> _INSTRUCTIONS FOR THE TASK_
Provide nothing except how many lines of the data contain the word "Tahoma".

DATASET RECORDS below:

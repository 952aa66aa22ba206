// src/report/mail.rs

//! Summary mail: subject line and HTML body rendered from a [`Report`].

use chrono::NaiveDate;

use crate::report::{Cell, Report};
use crate::types::ReportColumn;

/// A ready-to-send mail.
#[derive(Debug, Clone, PartialEq, Eq)]
pub struct MailMessage {
    pub from: String,
    pub to: Vec<String>,
    pub subject: String,
    pub html: String,
}

impl MailMessage {
    /// Headers plus HTML body, as fed to `sendmail -t`.
    pub fn to_rfc822(&self) -> String {
        format!(
            "From: {}\r\nTo: {}\r\nSubject: {}\r\nMIME-Version: 1.0\r\n\
             Content-Type: text/html; charset=utf-8\r\n\r\n{}\r\n",
            self.from,
            self.to.join(", "),
            self.subject,
            self.html
        )
    }
}

pub fn subject(testbed: &str, report: &Report) -> String {
    if report.all_clear() {
        format!(
            "{testbed} nightly : all is fine on {} node(s)",
            report.node_count()
        )
    } else {
        format!(
            "{testbed} nightly : {} issue(s) on {} node(s)",
            report.issue_count(),
            report.node_count()
        )
    }
}

pub fn compose(
    testbed: &str,
    report: &Report,
    from: &str,
    to: &[String],
    date: NaiveDate,
) -> MailMessage {
    MailMessage {
        from: from.to_string(),
        to: to.to_vec(),
        subject: subject(testbed, report),
        html: render_html(report, date),
    }
}

fn cell_style(cell: Cell) -> (&'static str, &'static str, &'static str) {
    match cell {
        Cell::Green => ("32px Arial, Tahoma, Sans-serif", "#42c944", "&#8226;"),
        Cell::Red => ("18px Arial, Tahoma, Sans-serif", "red", "&#215;"),
        Cell::Gray => ("18px Arial, Tahoma, Sans-serif", "gray", "&#65110;"),
    }
}

fn header_line(report: &Report, date: &str) -> String {
    format!(
        "<p>On {date}<br/>Report on {} nodes<br/>Detected {} issues.</p>",
        report.node_count(),
        report.issue_count()
    )
}

fn summary_table(report: &Report, date: &str) -> String {
    if report.all_clear() {
        return format!(
            "<tr><td>All {} nodes were found to be fine.</td></tr>",
            report.node_count()
        );
    }

    let mut out = format!(
        "<tr>\n<td style=\"width: 40px; text-align: center;\"><h5>\
         <span style=\"background:#f0ad4e; color:#fff; padding:4px; border-radius: 5px;\">{date}</span>\
         </h5></td>\n"
    );
    for column in ReportColumn::ALL {
        out.push_str(&format!(
            "<td style=\"font:11px Arial, Tahoma, Sans-serif; width: 40px; text-align: center;\">{}</td>\n",
            column.title()
        ));
    }
    out.push_str("</tr>\n");

    for row in report.failed_rows() {
        out.push_str(&format!(
            "<tr>\n<td><span class=\"node\"><span class=\"id\">{}</span></span></td>",
            row.node
        ));
        for cell in row.cells {
            let (font, color, tick) = cell_style(cell);
            out.push_str(&format!(
                "<td style=\"text-align: center; font:{font}; color:{color}\">{tick}</td>"
            ));
        }
        out.push_str("\n</tr>\n");
    }
    out
}

pub fn render_html(report: &Report, date: NaiveDate) -> String {
    let date = date.format("%d/%m/%Y").to_string();
    format!(
        r#"<!DOCTYPE html><html lang="en">
<head>
 <meta charset="utf-8">
 <style>
td {{ font:15px helveticaneue, Arial, Tahoma, Sans-serif; }}
td>span.node {{ border-radius: 50%; border: 2px solid #525252; width: 30px; height: 30px;
  line-height: 30px; display: block; text-align: center; }}
td>span.id {{ color: #525252; }}
 </style>
</head>
<body style="font:14px helveticaneue, Arial, Tahoma, Sans-serif; margin: 0;">
{}
 <table style="padding: 10px;">
{}
 </table>
</body>
</html>"#,
        header_line(report, &date),
        summary_table(report, &date)
    )
}

#[cfg(test)]
mod tests {
    use super::*;
    use crate::nodes::FailureMap;
    use crate::types::Reason;

    fn date() -> NaiveDate {
        NaiveDate::from_ymd_opt(2024, 3, 7).unwrap()
    }

    #[test]
    fn subject_lines() {
        let clear = Report::build(&[1, 2, 3], &FailureMap::new());
        assert_eq!(subject("R2lab", &clear), "R2lab nightly : all is fine on 3 node(s)");

        let failures: FailureMap = [(2, Reason::WontSsh)].into_iter().collect();
        let report = Report::build(&[1, 2, 3], &failures);
        assert_eq!(subject("R2lab", &report), "R2lab nightly : 1 issue(s) on 3 node(s)");
    }

    #[test]
    fn html_lists_failed_nodes_only() {
        let failures: FailureMap = [(30, Reason::WontTurnOn), (37, Reason::DidNotLoad)]
            .into_iter()
            .collect();
        let report = Report::build(&[1, 30, 37], &failures);
        let html = render_html(&report, date());

        assert!(html.contains("On 07/03/2024"));
        assert!(html.contains("Detected 2 issues."));
        assert!(html.contains(">30<"));
        assert!(html.contains(">37<"));
        assert!(!html.contains(">1<"));
        assert_eq!(html.matches("color:red").count(), 2);
    }

    #[test]
    fn html_all_fine() {
        let report = Report::build(&[1, 2], &FailureMap::new());
        let html = render_html(&report, date());
        assert!(html.contains("All 2 nodes were found to be fine."));
    }

    #[test]
    fn rfc822_headers() {
        let report = Report::build(&[1], &FailureMap::new());
        let to = vec!["a@x".to_string(), "b@x".to_string()];
        let msg = compose("R2lab", &report, "n@x", &to, date());
        let text = msg.to_rfc822();
        assert!(text.starts_with("From: n@x\r\nTo: a@x, b@x\r\nSubject: R2lab nightly"));
        assert!(text.contains("Content-Type: text/html"));
    }
}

End of DATASET RECORDS.

> _ANSWER TO THE PROBLEM_
6